Task item:
Your task is to copy every line below that contains the word "NotFound".
◆ ◆ ◆
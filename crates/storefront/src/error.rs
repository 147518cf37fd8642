//! Unified error handling with Sentry integration.
//!
//! Provides a unified `AppError` type that captures errors to Sentry before
//! responding to the client. All route handlers should return `Result<T, AppError>`.
//!
//! Cart page failures (coupon rejected, checkout failed) are not `AppError`s:
//! they are rendered back into the page. `AppError` covers requests that
//! cannot produce a page at all.

use axum::{
    http::StatusCode,
    response::{IntoResponse, Response},
};
use thiserror::Error;

use crate::services::identity::IdentityError;

/// Application-level error type for the storefront.
#[derive(Debug, Error)]
pub enum AppError {
    /// Session store operation failed.
    #[error("Session error: {0}")]
    Session(#[from] tower_sessions::session::Error),

    /// Identity could not be read or written.
    #[error("Identity error: {0}")]
    Identity(#[from] IdentityError),

    /// Resource not found.
    #[error("Not found: {0}")]
    NotFound(String),

    /// Bad request from client.
    #[error("Bad request: {0}")]
    BadRequest(String),

    /// Internal server error.
    #[error("Internal error: {0}")]
    Internal(String),
}

impl AppError {
    const fn is_server_error(&self) -> bool {
        matches!(self, Self::Session(_) | Self::Identity(_) | Self::Internal(_))
    }
}

impl IntoResponse for AppError {
    fn into_response(self) -> Response {
        // Capture server errors to Sentry
        if self.is_server_error() {
            let event_id = sentry::capture_error(&self);
            tracing::error!(
                error = %self,
                sentry_event_id = %event_id,
                "Request error"
            );
        }

        let status = match &self {
            Self::Session(_) | Self::Identity(_) | Self::Internal(_) => {
                StatusCode::INTERNAL_SERVER_ERROR
            }
            Self::NotFound(_) => StatusCode::NOT_FOUND,
            Self::BadRequest(_) => StatusCode::BAD_REQUEST,
        };

        // Don't expose internal error details to clients
        let message = if self.is_server_error() {
            "Internal server error".to_string()
        } else {
            self.to_string()
        };

        (status, message).into_response()
    }
}

/// Result type alias for `AppError`.
pub type Result<T> = std::result::Result<T, AppError>;

/// Set the Sentry user context from a user ID.
///
/// Call this after sign-in to associate errors with shoppers.
pub fn set_sentry_user(user_id: &impl ToString, email: Option<&str>) {
    sentry::configure_scope(|scope| {
        scope.set_user(Some(sentry::User {
            id: Some(user_id.to_string()),
            email: email.map(String::from),
            ..Default::default()
        }));
    });
}

/// Clear the Sentry user context.
pub fn clear_sentry_user() {
    sentry::configure_scope(|scope| {
        scope.set_user(None);
    });
}

/// Add a breadcrumb for shopper actions.
///
/// Breadcrumbs appear in Sentry error reports to show the trail of actions
/// leading up to an error.
///
/// # Example
///
/// ```rust,ignore
/// add_breadcrumb("cart", "Applied coupon", Some(&[("code", "SAVE10")]));
/// ```
pub fn add_breadcrumb(category: &str, message: &str, data: Option<&[(&str, &str)]>) {
    let mut breadcrumb = sentry::Breadcrumb {
        category: Some(category.to_string()),
        message: Some(message.to_string()),
        level: sentry::Level::Info,
        ..Default::default()
    };

    if let Some(pairs) = data {
        for (key, value) in pairs {
            breadcrumb.data.insert(
                (*key).to_string(),
                serde_json::Value::String((*value).to_string()),
            );
        }
    }

    sentry::add_breadcrumb(breadcrumb);
}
◆ ◆ ◆
Result of the exercise:
    NotFound(String),
            Self::NotFound(_) => StatusCode::NOT_FOUND,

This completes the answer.